It's the Overnights, Stupid!

Fausto Pugliese |

 

Of course, this is a pretty easy rule to follow when you’re making money. If your trade is showing a positive return, you’ll have no problem cashing out the position by the end of the day and taking your profits. That’s only logical.

However, it becomes more difficult to follow this rule if it means cashing out a losing position. For example, let’s say that you bought a stock late in the day at its support level, expecting to sell it as it bounced back up near its resistance level sometime before the closing bell. Yet, for some reason, the stock broke through its support level and now, you’re looking at, say, a $1,000 loss on the trade as the closing looms.

In this case, it will be tempting to hold onto the stock with the hope that it resumes its normal trading pattern at the opening bell, getting you back near even.

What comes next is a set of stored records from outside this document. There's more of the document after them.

//! In-memory row store with failure injection, for tests and dry runs.

use std::sync::atomic::{AtomicU32, Ordering};
use std::sync::Mutex;

use contracts::{BufferedReading, RowStore, StoredReading, TelemetryError};

#[derive(Debug, Default)]
pub struct MemoryRowStore {
    rows: Mutex<Vec<StoredReading>>,
    next_id: Mutex<i64>,
    fail_next_inserts: AtomicU32,
    fail_next_marks: AtomicU32,
    fail_next_resets: AtomicU32,
}

impl MemoryRowStore {
    pub fn new() -> Self {
        Self::default()
    }

    pub fn fail_next_inserts(&self, n: u32) {
        self.fail_next_inserts.store(n, Ordering::SeqCst);
    }

    pub fn fail_next_marks(&self, n: u32) {
        self.fail_next_marks.store(n, Ordering::SeqCst);
    }

    pub fn fail_next_resets(&self, n: u32) {
        self.fail_next_resets.store(n, Ordering::SeqCst);
    }

    pub fn row_count(&self) -> usize {
        self.rows.lock().map(|r| r.len()).unwrap_or(0)
    }

    pub fn synced_count(&self) -> usize {
        self.rows
            .lock()
            .map(|r| r.iter().filter(|row| row.synced).count())
            .unwrap_or(0)
    }

    fn take_failure(counter: &AtomicU32) -> bool {
        counter
            .fetch_update(Ordering::SeqCst, Ordering::SeqCst, |n| n.checked_sub(1))
            .is_ok()
    }

    fn lock_rows(&self) -> Result<std::sync::MutexGuard<'_, Vec<StoredReading>>, TelemetryError> {
        self.rows
            .lock()
            .map_err(|_| TelemetryError::storage_query("row store lock poisoned"))
    }
}

impl RowStore for MemoryRowStore {
    fn insert_batch(&self, readings: &[BufferedReading]) -> Result<(), TelemetryError> {
        if Self::take_failure(&self.fail_next_inserts) {
            return Err(TelemetryError::storage_write("injected insert failure"));
        }
        let mut rows = self.lock_rows()?;
        let mut next_id = self
            .next_id
            .lock()
            .map_err(|_| TelemetryError::storage_write("id lock poisoned"))?;
        for reading in readings {
            *next_id += 1;
            rows.push(StoredReading {
                id: *next_id,
                reading: *reading,
                synced: false,
            });
        }
        Ok(())
    }

    fn unsynced_count(&self) -> Result<u64, TelemetryError> {
        Ok(self.lock_rows()?.iter().filter(|r| !r.synced).count() as u64)
    }

    fn unsynced_time_range(&self) -> Result<Option<(i64, i64)>, TelemetryError> {
        let rows = self.lock_rows()?;
        let mut range: Option<(i64, i64)> = None;
        for row in rows.iter().filter(|r| !r.synced) {
            let ts = row.reading.timestamp_ms;
            range = Some(match range {
                None => (ts, ts),
                Some((lo, hi)) => (lo.min(ts), hi.max(ts)),
            });
        }
        Ok(range)
    }

    fn fetch_unsynced(&self, limit: usize) -> Result<Vec<StoredReading>, TelemetryError> {
        Ok(self
            .lock_rows()?
            .iter()
            .filter(|r| !r.synced)
            .take(limit)
            .copied()
            .collect())
    }

    fn mark_synced(&self, ids: &[i64]) -> Result<(), TelemetryError> {
        if Self::take_failure(&self.fail_next_marks) {
            return Err(TelemetryError::storage_write("injected mark failure"));
        }
        let mut rows = self.lock_rows()?;
        for row in rows.iter_mut() {
            if ids.contains(&row.id) {
                row.synced = true;
            }
        }
        Ok(())
    }

    fn reset_synced(&self, ids: &[i64]) -> Result<(), TelemetryError> {
        if Self::take_failure(&self.fail_next_resets) {
            return Err(TelemetryError::storage_write("injected reset failure"));
        }
        let mut rows = self.lock_rows()?;
        for row in rows.iter_mut() {
            if ids.contains(&row.id) {
                row.synced = false;
            }
        }
        Ok(())
    }
}
//! Capture-time clock helper.

use std::time::{SystemTime, UNIX_EPOCH};

/// Current wall-clock time as epoch milliseconds.
///
/// Capture timestamps are assigned at decode time with this clock; a clock
/// that goes backwards yields 0 rather than panicking on the hot path.
pub fn epoch_ms() -> i64 {
    SystemTime::now()
        .duration_since(UNIX_EPOCH)
        .map(|d| d.as_millis() as i64)
        .unwrap_or(0)
}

A voice inside your head will say, “Hey, why close out a losing position that might turn into a winning position if I just wait an extra day?” Ignore that voice! It is the voice of potential financial ruin.

And if you think I’m being overly dramatic, I’m not. I’ve seen the results of what happens to day traders who head this voice. A friend of mine was down about $1,500 in a particular stock one day, which was an unusually large loss on a single stock for him. However, rather than taking his medicine at the end of the trading day, he thought, “Why not hold it overnight and see what happens on the morning bell? It couldn’t get much worse, right?” Wrong!

After the bell, the company reported catastrophic news; accounting fraud, insider trading, you name it. This news caused the price of the stock to drop $50 per share at the market open on the next day. My friend, who was holding 1,000 shares, had seen his original loss of $1,500 balloon into a $50,000 shortfall.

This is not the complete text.